- Directed by: I. V. Sasi
- Screenplay by: M. T. Vasudevan Nair
- Produced by: Rosamma George
- Starring: Nedumudi Venu; Lakshmi; Seema; Adoor Bhasi;
- Cinematography: Jayanan Vincent
- Edited by: K. Narayanan
- Music by: Shyam
- Production company: JMJ Arts
- Distributed by: JMJ Arts
- Release date: 8 July 1983;
- Country: India
- Language: Malayalam

= Aaroodam =

Aaroodam is a 1983 Indian Malayalam film, directed by I. V. Sasi and produced by Rosamma George. The film stars Nedumudi Venu, Lakshmi, Seema and Adoor Bhasi in prominent roles. The film has musical score by Shyam. The film won the Nargis Dutt Award for Best Feature Film on National Integration in 1983.

== Plot ==
Das returns to his native village in Kerala with his wife Seetha and son Rajesh, leaving behind his high-profile Job in Bombay, much to the dislike of his wife who is used to the conveniences and luxuries of the city. She keeps cribbing about the difficulties of village life and the lack of basic amenities and facilities there. Das quit his job due to the high pressure and tension it gave him because of his ideological stands, something about which he opens to Gopalan Nair, their house manager in his youth. He selected this village house as his share of property after partition, rejecting another house at Cochin, which further upsets Seetha. Seetha is doubtful of Das since she had heard of some affair and close relationships with women in his extended family when he was growing up in the village. Das's old flame Neeli who belongs to the lower caste stays in a hut in front of their property as traditional tenants, as was the practice in olden times. Rajesh / Unni gets a liking to her and often goes in secret to her place to see her and play. He also gets close with Neeli's niece, another low caste girl. Seetha is angry at her presence around them and always fights with Das for the same. She successfully gets her evicted from their premises after much deliberation with Das and Gopalan Nair. She also gets Das to arrange admission for Unni in a Yercaud-based convent school since she is skeptical about the schooling in the village.

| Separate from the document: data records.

//! Certificate material exchanged with devices.
//!
//! The server certificate is the only state shared across peer sessions.
//! It lives in a [`CertificateStore`] as an immutable snapshot behind an
//! epoch counter: the refresh task swaps in a new snapshot and bumps the
//! epoch, while exchange contexts hold on to the snapshot they started with
//! and compare epochs to detect a replacement mid-transfer.

use bytes::Bytes;
use gateway_wire::{BufferSink, Fill, PacketizerError, PayloadSink, PayloadSource, SinkError};
use std::sync::atomic::{AtomicU64, Ordering};
use std::sync::{Arc, RwLock};
use thiserror::Error;
use tracing::{debug, info};

/// Default bound on device certificates
pub const DEFAULT_DEVICE_CERT_MAX_LEN: usize = 1024;

/// Certificate errors
#[derive(Error, Debug, Clone, PartialEq, Eq)]
pub enum CertError {
    /// No server certificate loaded yet
    #[error("no server certificate available")]
    Unavailable,
    /// Not a parseable X.509 certificate
    #[error("certificate parsing failed: {0}")]
    Parse(String),
    /// Device certificate exceeds the configured bound
    #[error("certificate exceeds {limit} bytes")]
    TooLarge {
        /// Configured bound
        limit: usize,
    },
    /// Device sent an empty certificate
    #[error("empty certificate")]
    Empty,
    /// Cloud did not accept the certificate
    #[error("certificate submission failed: {0}")]
    Submit(String),
}

/// One version of the server certificate
#[derive(Debug, Clone, PartialEq, Eq)]
pub struct ServerCertificate {
    epoch: u64,
    raw: Bytes,
    serial: Bytes,
}

impl ServerCertificate {
    /// Parse a PEM or DER certificate; `raw` is what devices receive
    pub fn parse(epoch: u64, raw: Bytes) -> Result<Self, CertError> {
        let serial = parse_serial(&raw)?;
        Ok(Self { epoch, raw, serial })
    }

    /// Epoch this version was installed at
    pub fn epoch(&self) -> u64 {
        self.epoch
    }

    /// Certificate bytes as sent to devices
    pub fn raw(&self) -> &Bytes {
        &self.raw
    }

    /// Serial number (big-endian, as encoded in the certificate)
    pub fn serial(&self) -> &[u8] {
        &self.serial
    }
}

fn parse_serial(raw: &[u8]) -> Result<Bytes, CertError> {
    if raw.starts_with(b"-----BEGIN") {
        let (_, pem) = x509_parser::pem::parse_x509_pem(raw)
            .map_err(|e| CertError::Parse(e.to_string()))?;
        let cert = pem
            .parse_x509()
            .map_err(|e| CertError::Parse(e.to_string()))?;
        Ok(Bytes::copy_from_slice(cert.tbs_certificate.raw_serial()))
    } else {
        let (_, cert) = x509_parser::parse_x509_certificate(raw)
            .map_err(|e| CertError::Parse(e.to_string()))?;
        Ok(Bytes::copy_from_slice(cert.tbs_certificate.raw_serial()))
    }
}

/// Render a serial for logs
pub fn serial_hex(serial: &[u8]) -> String {
    serial.iter().map(|b| format!("{:02x}", b)).collect()
}

/// Process-wide, epoch-versioned server certificate
#[derive(Debug, Default)]
pub struct CertificateStore {
    current: RwLock<Option<Arc<ServerCertificate>>>,
    epoch: AtomicU64,
}

impl CertificateStore {
    /// Create an empty store
    pub fn new() -> Self {
        Self::default()
    }

    /// Install a certificate, returning the live epoch.
    ///
    /// Installing the bytes already in place keeps the epoch, so pushes in
    /// progress are not restarted by a periodic refresh.
    pub fn update(&self, raw: Bytes) -> Result<u64, CertError> {
        let mut current = self
            .current
            .write()
            .unwrap_or_else(|poisoned| poisoned.into_inner());

        if let Some(cert) = current.as_ref() {
            if cert.raw == raw {
                debug!("Server certificate unchanged (epoch {})", cert.epoch);
                return Ok(cert.epoch);
            }
        }

        let epoch = self.epoch.load(Ordering::Acquire) + 1;
        let cert = ServerCertificate::parse(epoch, raw)?;
        info!(
            "Server certificate updated: serial {} ({} bytes, epoch {})",
            serial_hex(cert.serial()),
            cert.raw.len(),
            epoch
        );

        *current = Some(Arc::new(cert));
        self.epoch.store(epoch, Ordering::Release);
        Ok(epoch)
    }

    /// Current certificate snapshot
    pub fn current(&self) -> Option<Arc<ServerCertificate>> {
        self.current
            .read()
            .unwrap_or_else(|poisoned| poisoned.into_inner())
            .clone()
    }

    /// Live epoch (0 until the first certificate is installed)
    pub fn epoch(&self) -> u64 {
        self.epoch.load(Ordering::Acquire)
    }

    /// Serial of the current certificate
    pub fn serial(&self) -> Option<Bytes> {
        self.current().map(|cert| cert.serial.clone())
    }
}

/// Pull source over one server certificate snapshot
#[derive(Debug)]
pub struct ServerCertSource {
    store: Arc<CertificateStore>,
    cert: Arc<ServerCertificate>,
    offset: usize,
}

impl ServerCertSource {
    /// Capture the current certificate
    pub fn snapshot(store: Arc<CertificateStore>) -> Result<Self, CertError> {
        let cert = store.current().ok_or(CertError::Unavailable)?;
        Ok(Self {
            store,
            cert,
            offset: 0,
        })
    }

    /// Whether the captured certificate is still the live one
    pub fn is_newest(&self) -> bool {
        self.cert.epoch == self.store.epoch()
    }

    /// The captured certificate
    pub fn certificate(&self) -> &ServerCertificate {
        &self.cert
    }

    /// Whether every byte was handed out
    pub fn is_complete(&self) -> bool {
        self.offset >= self.cert.raw.len()
    }
}

impl PayloadSource for ServerCertSource {
    fn fill(&mut self, dst: &mut [u8]) -> Result<Fill, PacketizerError> {
        let raw = &self.cert.raw;
        let len = dst.len().min(raw.len() - self.offset);
        dst[..len].copy_from_slice(&raw[self.offset..self.offset + len]);
        self.offset += len;

        Ok(Fill::Data {
            len,
            last: self.is_complete(),
        })
    }
}

/// Accumulates a device certificate up to a bound
#[derive(Debug, Clone)]
pub struct DeviceCertBuffer {
    sink: BufferSink,
    limit: usize,
}

impl DeviceCertBuffer {
    /// Create a buffer accepting at most `limit` bytes
    pub fn new(limit: usize) -> Self {
        Self {
            sink: BufferSink::new(limit),
            limit,
        }
    }

    /// Configured bound
    pub fn limit(&self) -> usize {
        self.limit
    }

    /// Bytes collected so far
    pub fn len(&self) -> usize {
        self.sink.data().len()
    }

    /// Whether nothing was collected
    pub fn is_empty(&self) -> bool {
        self.sink.data().is_empty()
    }

    /// Take the certificate once the transfer completed
    pub fn finish(self) -> Result<Bytes, CertError> {
        if self.is_empty() {
            return Err(CertError::Empty);
        }
        Ok(self.sink.into_bytes())
    }
}

impl PayloadSink for DeviceCertBuffer {
    fn push(&mut self, chunk: &[u8], first: bool, last: bool) -> Result<(), SinkError> {
        self.sink.push(chunk, first, last)
    }
}

impl From<SinkError> for CertError {
    fn from(err: SinkError) -> Self {
        match err {
            SinkError::Overflow { limit } => CertError::TooLarge { limit },
            SinkError::Rejected(reason) => CertError::Submit(reason),
        }
    }
}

Neeli is suffering from some chronic ailment which gets her tired and breathless most of the time. Her father wants to consult a doctor for her instead of the traditional medicine and tries to get a loan from Das by pledging his meagre share of some gold. Seetha refuses to take any gold and tells Das to help them out otherwise with cash if he wants. One day Unni goes to her new hut nearby the river to see her since she was seriously ill. When he was playing closely with Neeli's niece, she rebukes them and shouts at her niece to go away. She then breaks down in front of Unni saying that its better for them not to meet, instead of getting close at a young age and moving apart once they are adults, reminiscing of her own childhood and subsequent affair with Das. When Unni is back home, Das scolds and trashes him for visiting Neeli since he knows Seetha will keep doubting him and creating problems in the family. Both Das and Seetha have an emotional talk that night and they finally reconcile after Das assures her that even if he has had his share of affairs in the past, he has always been faithful to her since he decided to marry her. He consoles Unni saying that people like them and Neeli were kept apart due to the untouchability and other caste practices in those times. The next morning, they get to know that Neeli had died the previous night due to her fatal condition. Unni visits the place where she was cremated, joined by Das later and is watched far way from Seetha who breaks down.

==Cast==
- Nedumudi Venu as Das
- Lakshmi as Seetha
- Seema as Neeli
- Adoor Bhasi as Gopalan Nair
- Sankaradi as Thampuran
- Master Vimal as Unni /Rajesh
- Meena as Devaki
- Santhakumari as Naaniyamma
- Thodupuzha Vasanthy as Thampuratty
- Sabitha Anand as Malootty
- Tony as Malootty's lover
- Sonia as Paru

==Soundtrack==
The music was composed by Shyam and the lyrics were written by Kavalam Narayana Panicker.

| No. | Song | Singers | Lyrics | Length (m:ss) |
|---|---|---|---|---|
| 1 | "Ezhara Veluppam" | Kavalam Sreekumar | Kavalam Narayana Panicker |  |
| 2 | "Kaathirippoo Kunjarippoovu" | S. Janaki | Kavalam Narayana Panicker |  |
| 3 | "Oorukaani Malavazhiye" | K. J. Yesudas, Kavalam Sreekumar, Latha Raju | Kavalam Narayana Panicker |  |
| 4 | "Paathiraamanalilu" | Kavalam Sreekumar | Kavalam Narayana Panicker |  |
| 5 | "Thanka Thanki Thaithaaro" | Kavalam Sreekumar, Krishnachandran | Kavalam Narayana Panicker |  |

==Awards==
The film won the Kerala State Film Award for Best Story.